Worship

What's so controversial about those generic pre-game NBA chapel services?

I'm going to dig into my GetReligion file of guilt for this post, in part because it's another weekend of NBA playoffs action and I have hoops on my mind.

The New York Times recently ran an interesting feature story about one of those new old trends that may have been around for many years but, once it's in the pages of the Times, its relevant again. In this case, we are talking about something controversial -- NBA players meeting for Bible study and prayers, as opposed to staying out late at night enjoying the bright lights and the other pleasures common among multimillionaire sports stars.

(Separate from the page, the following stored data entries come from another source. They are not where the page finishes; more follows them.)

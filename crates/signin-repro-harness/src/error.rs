//! Harness error types.

use thiserror::Error;

/// Result type for harness operations.
pub type HarnessResult<T> = Result<T, HarnessError>;

/// Errors that can occur in the harness.
#[derive(Debug, Error)]
pub enum HarnessError {
    /// Configuration error.
    #[error("configuration error: {0}")]
    Config(String),

    /// Scenario file error.
    #[error("scenario error: {0}")]
    Scenario(String),

    /// Identity provider error outside a sign-in attempt.
    #[error("provider error: {0}")]
    Auth(#[from] signin_repro_auth::AuthError),
}
//! Configuration commands.

use crate::config::HarnessConfig;
use crate::error::{HarnessError, HarnessResult};

/// Dump the current configuration to stdout.
pub fn dump(config: &HarnessConfig) -> HarnessResult<()> {
    let toml_str = toml::to_string_pretty(config)
        .map_err(|e| HarnessError::Config(format!("failed to serialize config: {}", e)))?;
    println!("# config.toml ({})", HarnessConfig::default_path().display());
    println!("{}", toml_str);

    Ok(())
}

/// Validate the configuration.
pub fn validate(config: &HarnessConfig) -> HarnessResult<()> {
    config.validate().map_err(HarnessError::Config)?;

    match config.google.web_client_id {
        Some(_) => println!("Google web client ID is set."),
        None => println!("Google web client ID is not set; tokens will lack an audience."),
    }
    println!("Configuration is valid.");
    Ok(())
}

/// Show the configuration file path.
pub fn path() -> HarnessResult<()> {
    let config_path = HarnessConfig::default_path();
    println!("config: {}", config_path.display());
    Ok(())
}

The headline: "N.B.A. Pregame Routine: Stretch. Tape Ankles. Join Hands in Prayer."

At the heart of the story is Andrew Lang, a former NBA player who now serves as a team chaplain -- which makes me wonder if he is now actually the Rev. Andrew Lang, an ordained minister. Why does Lang not receive a clergyperson's title, under Associated Press style? I don't know for sure, but I have noticed that this seems to happen more often with African-Americans than with white clergy, for some reason. Here's the opening:

ATLANTA -- Like so many of his N.B.A. peers, Andrew Lang chose to stay close to the game when his playing days came to an end. But the second act of his career did not relocate him behind a front-office desk or onto a coach’s chair or inside a broadcast booth.
It brought him, instead, to a small auxiliary locker room at Philips Arena, bare except for some padded folding chairs. There, before every Atlanta Hawks home game, Lang fulfills his responsibilities as the team’s chaplain, taking prayer requests and imparting a prepared message to players before they step onto the court.
Some nights, Lang might sit there alone. Some nights, he might find himself holding hands and praying with nearly a full N.B.A. squad. Whether or not anyone shows up, Lang has made it his duty for the last 14 years to be there, ready to help.

Truth be told, this story is surprisingly positive and well researched. But there are important holes in it.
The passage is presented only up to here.